In Today’s Brain Fact Friday, You Will Learn:
✔︎ The two most important ingredients required for learning and how they relate to your brain.
✔︎ Why being a know-it-all will get you nowhere when it comes to teaching and learning.
✔︎ How to use self-reflection to become more self-aware of your own learning process.
I'm Andrea Samadi, author, and educator from Toronto, Canada, now in Arizona, and like many of our listeners, have been fascinated with learning and understanding the science behind high performance strategies in our schools, our sports, and workplace environments with ideas that we can all use, understand and implement immediately.
This week, while preparing for our upcoming interviews, I had the opportunity to stop and think before writing this week’s Brain Fact Friday. Sometimes life is so busy, that we miss this opportunity to reflect on where we began, and where we are going, and just peddle forward without this reflection, missing some powerful moments of learning. Whatever it is that you are working on, take a minute to look back to where you started. It will help you to see how far you have come, and give you boost that I’m sure you could use at this moment. This will create momentum to help propel you forward, while increasing your own self-confidence with this self-reflection. This is actually a question in Brendon Burchard’s High Performance Planner[i] that was written based on the world’s largest study of high performers and how they increase productivity and win.
When looking at where we started with this podcast, June 2019, I thought back to some of the earlier episodes and remember before I was 100% comfortable with this topic, I would spend a lot of time preparing for interviews, reading EVERY book the person had written and carefully crafting their questions. Looking back now, I know it was because I wanted to be prepared, but I also didn’t want to appear like I didn’t know what I was talking about. Listening to these old episodes is another story, and not easy to do because we can easily pick up many areas that needed to be improved, (content as well as technical) but we must all start somewhere, and progress happens when we do.
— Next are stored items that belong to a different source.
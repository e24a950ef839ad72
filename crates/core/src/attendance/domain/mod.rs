pub mod observation;
pub mod record_store;
pub mod record_writer;
pub mod track_resolver;
pub mod vote_ledger;
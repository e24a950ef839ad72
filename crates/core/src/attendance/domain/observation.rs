use crate::detection::domain::face_tracker::TrackId;
use crate::shared::emotion::EmotionDistribution;

/// One tracked face's emotion reading in one sampled frame.
///
/// Buffered for the whole run: the identity behind `track_id` is only
/// known once every frame has voted.
#[derive(Clone, Debug, PartialEq)]
pub struct Observation {
    pub track_id: TrackId,
    /// Sampler emission index of the frame.
    pub frame_id: u64,
    pub emotion: EmotionDistribution,
}
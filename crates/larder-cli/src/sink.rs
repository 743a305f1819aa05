// Terminal stand-in for the platform notification facility
use larder_core::{ExpiryNotification, NotificationSink};

pub struct ConsoleSink;

impl NotificationSink for ConsoleSink {
    fn deliver(&self, notification: &ExpiryNotification) {
        let stamp = chrono::Local::now().format("%H:%M");
        println!();
        println!("🔔 [{}] {}", stamp, notification.title);
        println!("   {}", notification.body);
        println!("   {}", notification.expanded_text);
        tracing::debug!("Delivered notification for {} item(s)", notification.item_count);
    }
}
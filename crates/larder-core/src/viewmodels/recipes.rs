// Recipes screen
//
// Suggestions come from the names of expiring items; the browse sections are
// one per category in the larder plus a couple of fixed ones.
use futures::future::try_join_all;
use larder_store::FoodItem;
use serde::Serialize;
use std::sync::Arc;
use tokio::sync::watch;
use tracing::{info, warn};

use crate::recipes::{RecipeProvider, RecipeSummary};
use crate::repository::FoodRepository;
use crate::Result;

/// Sections always shown after the user's own categories: (title, query)
pub const FIXED_SECTIONS: [(&str, &str); 2] = [("Quick Meals", "quick meals"), ("Healthy", "healthy")];

pub const FALLBACK_SECTION: &str = "Featured Recipes";
pub const FALLBACK_QUERY: &str = "general";
pub const FALLBACK_NOTE: &str = "Using demo recipes";

#[derive(Debug, Clone, PartialEq, Eq, Serialize)]
pub struct RecipeSection {
    pub name: String,
    pub recipes: Vec<RecipeSummary>,
}

#[derive(Debug, Clone, Default, PartialEq, Serialize)]
pub struct RecipesUiState {
    pub expiring_items: Vec<FoodItem>,
    pub suggested_recipes: Vec<RecipeSummary>,
    pub sections: Vec<RecipeSection>,
    pub is_loading: bool,
    pub error: Option<String>,
}

impl RecipesUiState {
    pub fn section(&self, name: &str) -> Option<&RecipeSection> {
        self.sections.iter().find(|s| s.name == name)
    }
}

pub struct RecipesViewModel {
    repo: FoodRepository,
    provider: Arc<dyn RecipeProvider>,
    state: watch::Sender<RecipesUiState>,
}

impl RecipesViewModel {
    pub fn new(repo: FoodRepository, provider: Arc<dyn RecipeProvider>) -> Self {
        let (state, _) = watch::channel(RecipesUiState::default());
        Self { repo, provider, state }
    }

    pub fn state(&self) -> RecipesUiState {
        self.state.borrow().clone()
    }

    /// Follow loading progress
    pub fn subscribe(&self) -> watch::Receiver<RecipesUiState> {
        self.state.subscribe()
    }

    /// Fetch everything. If any lookup fails the screen falls back to one
    /// generic section and a note; only a failing fallback is an error.
    pub async fn load(&self) -> Result<()> {
        self.state.send_modify(|s| {
            s.is_loading = true;
            s.error = None;
        });

        match self.fetch().await {
            Ok(loaded) => {
                info!(
                    "Loaded {} suggestions and {} recipe sections",
                    loaded.suggested_recipes.len(),
                    loaded.sections.len()
                );
                self.state.send_replace(loaded);
                Ok(())
            }
            Err(e) => {
                warn!("Recipe loading failed, falling back to demo recipes: {}", e);
                self.load_fallback().await
            }
        }
    }

    async fn fetch(&self) -> Result<RecipesUiState> {
        let warning_days = self.repo.settings()?.expiration_warning_days;
        let expiring_items = self.repo.expiring_items(warning_days)?;
        let categories = self.repo.active_categories()?;

        let names: Vec<String> = expiring_items.iter().map(|i| i.name.clone()).collect();
        let suggested = async {
            if names.is_empty() {
                Ok(Vec::new())
            } else {
                self.provider.by_ingredients(&names).await
            }
        };

        let mut queries: Vec<(String, String)> = categories.into_iter().map(|c| (c.clone(), c)).collect();
        queries.extend(
            FIXED_SECTIONS
                .iter()
                .map(|(name, query)| (name.to_string(), query.to_string())),
        );
        let sections = try_join_all(queries.into_iter().map(|(name, query)| async move {
            let recipes = self.provider.search(&query).await?;
            Ok::<_, crate::Error>(RecipeSection { name, recipes })
        }));

        let (suggested_recipes, sections) = futures::try_join!(suggested, sections)?;

        Ok(RecipesUiState {
            expiring_items,
            suggested_recipes,
            sections,
            is_loading: false,
            error: None,
        })
    }

    async fn load_fallback(&self) -> Result<()> {
        match self.provider.search(FALLBACK_QUERY).await {
            Ok(recipes) => {
                self.state.send_replace(RecipesUiState {
                    sections: vec![RecipeSection {
                        name: FALLBACK_SECTION.to_string(),
                        recipes,
                    }],
                    error: Some(FALLBACK_NOTE.to_string()),
                    ..RecipesUiState::default()
                });
                Ok(())
            }
            Err(e) => {
                self.state.send_modify(|s| {
                    s.is_loading = false;
                    s.error = Some(e.to_string());
                });
                Err(e)
            }
        }
    }
}

#[cfg(test)]
mod tests {
    use super::*;
    use crate::clock::FixedClock;
    use crate::recipes::MockRecipeProvider;
    use crate::Error;
    use chrono::{DateTime, Duration, Utc};
    use larder_store::Store;

    fn repo() -> FoodRepository {
        FoodRepository::with_clock(
            Arc::new(Store::open_in_memory().unwrap()),
            Arc::new(FixedClock::new(
                DateTime::<Utc>::from_timestamp_millis(1_760_000_000_000).unwrap(),
            )),
        )
    }

    fn add(repo: &FoodRepository, name: &str, category: &str, days: i64) {
        repo.add_food_item(&FoodItem::new(name, category, repo.now() + Duration::days(days)))
            .unwrap();
    }

    fn recipe(title: &str) -> RecipeSummary {
        RecipeSummary {
            id: 1,
            title: title.to_string(),
            image_url: String::new(),
            duration_minutes: 10,
            servings: 2,
            description: None,
        }
    }

    #[tokio::test]
    async fn test_sections_and_suggestions() {
        let repo = repo();
        add(&repo, "Spinach", "Vegetables", 1);
        add(&repo, "Yogurt", "Dairy", 2);
        add(&repo, "Rice", "Pantry", 90);

        let mut provider = MockRecipeProvider::new();
        provider
            .expect_by_ingredients()
            .withf(|names: &[String]| names.len() == 2 && names[0] == "Spinach" && names[1] == "Yogurt")
            .times(1)
            .returning(|_| Ok(vec![recipe("Spinach & Yogurt Fresh Salad")]));
        provider
            .expect_search()
            .times(5)
            .returning(|q| Ok(vec![recipe(&format!("Roasted {}", q))]));

        let vm = RecipesViewModel::new(repo, Arc::new(provider));
        vm.load().await.unwrap();
        let state = vm.state();

        assert!(!state.is_loading);
        assert!(state.error.is_none());
        assert_eq!(state.expiring_items.len(), 2);
        assert_eq!(state.suggested_recipes[0].title, "Spinach & Yogurt Fresh Salad");

        let names: Vec<_> = state.sections.iter().map(|s| s.name.as_str()).collect();
        assert_eq!(names, vec!["Vegetables", "Dairy", "Pantry", "Quick Meals", "Healthy"]);
        assert_eq!(state.section("Quick Meals").unwrap().recipes[0].title, "Roasted quick meals");
    }

    #[tokio::test]
    async fn test_nothing_expiring_skips_suggestions() {
        let mut provider = MockRecipeProvider::new();
        provider.expect_by_ingredients().never();
        provider.expect_search().times(2).returning(|_| Ok(Vec::new()));

        let vm = RecipesViewModel::new(repo(), Arc::new(provider));
        vm.load().await.unwrap();
        let state = vm.state();
        assert!(state.suggested_recipes.is_empty());
        assert_eq!(state.sections.len(), 2);
    }

    #[tokio::test]
    async fn test_failure_falls_back_to_featured() {
        let mut provider = MockRecipeProvider::new();
        provider.expect_search().returning(|q| {
            if q == FALLBACK_QUERY {
                Ok(vec![recipe("Quick general Stir Fry")])
            } else {
                Err(Error::RecipeError("offline".into()))
            }
        });

        let vm = RecipesViewModel::new(repo(), Arc::new(provider));
        let mut updates = vm.subscribe();
        vm.load().await.unwrap();
        assert!(updates.has_changed().unwrap());

        let state = updates.borrow_and_update().clone();
        assert_eq!(state.error.as_deref(), Some(FALLBACK_NOTE));
        assert_eq!(state.sections.len(), 1);
        assert_eq!(state.sections[0].name, FALLBACK_SECTION);
        assert!(state.expiring_items.is_empty());
        assert!(!state.is_loading);
    }

    #[tokio::test]
    async fn test_fallback_failure_is_reported() {
        let mut provider = MockRecipeProvider::new();
        provider
            .expect_search()
            .returning(|_| Err(Error::RecipeError("offline".into())));

        let vm = RecipesViewModel::new(repo(), Arc::new(provider));
        assert!(vm.load().await.is_err());
        let state = vm.state();
        assert!(!state.is_loading);
        assert!(state.error.unwrap().contains("offline"));
    }

    #[tokio::test]
    async fn test_with_demo_provider() {
        let repo = repo();
        add(&repo, "Bananas", "Fruits", 2);
        let provider = crate::providers::DemoRecipeProvider::new(std::time::Duration::ZERO);

        let vm = RecipesViewModel::new(repo, Arc::new(provider));
        vm.load().await.unwrap();
        let state = vm.state();
        assert_eq!(state.suggested_recipes.len(), 3);
        assert_eq!(state.suggested_recipes[0].title, "Bananas Fresh Salad");
        assert_eq!(state.section("Fruits").unwrap().recipes[1].title, "Fruits Smoothie Bowl");
    }
}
We can all benefit from looking back to day 1 of whatever we are working on- what can you LEARN from this?
Once you have looked at where you began, look at where you are now, so I fast-forwarded to episode #144 that was recorded this past summer with Tom Beakbane,[ii] on “How to Understand Everything” and episode #146 with expert in psychology, cognitive neuroscience and neurotechnology, Dr. Howard Rankin, Ph.D.[iii] on “How Not to Think” I started to realize that it was ok that I didn’t understand everything and saying so was freeing. I stopped reading every single book written by the person to be interviewed and stuck to their most recent and relevant book. While being prepared is important to me, I still practice interview questions, but stopped overdoing it, and think that this new awareness made me more relaxed with this whole process. Self-awareness goes a long way and anything we can learn to help us to improve is something we should take note of. I wonder if anything stuck out for you when looking back at where you first began to where you are now?
With this new awareness, I was finally comfortable enough to invite someone on the podcast whose work in this new field of neuroscience still puzzles me. It’s not like I could even explain what he does with his work, without reading his BIO but John Harmon said it best himself while preparing for his interview, when he mentioned to me that “understanding a subject and explaining it are two different things.” This lit up a whole bunch of lights for me.
I remember recently talking about this same concept with Chey and Pav[iv] on their podcast[v] this summer about teaching, learning and leadership when they were talking about how a math teacher can practice problems they know how to solve over and over again with students, and get caught up in forgetting how to “teach” a new concept because they are using rote memory. This math teacher began trying to solve problems with the class that they had not yet practiced. This is effortful, with some risk involved, especially if we fail. We risk “not knowing the answer” or “looking less than intelligent in front of others.”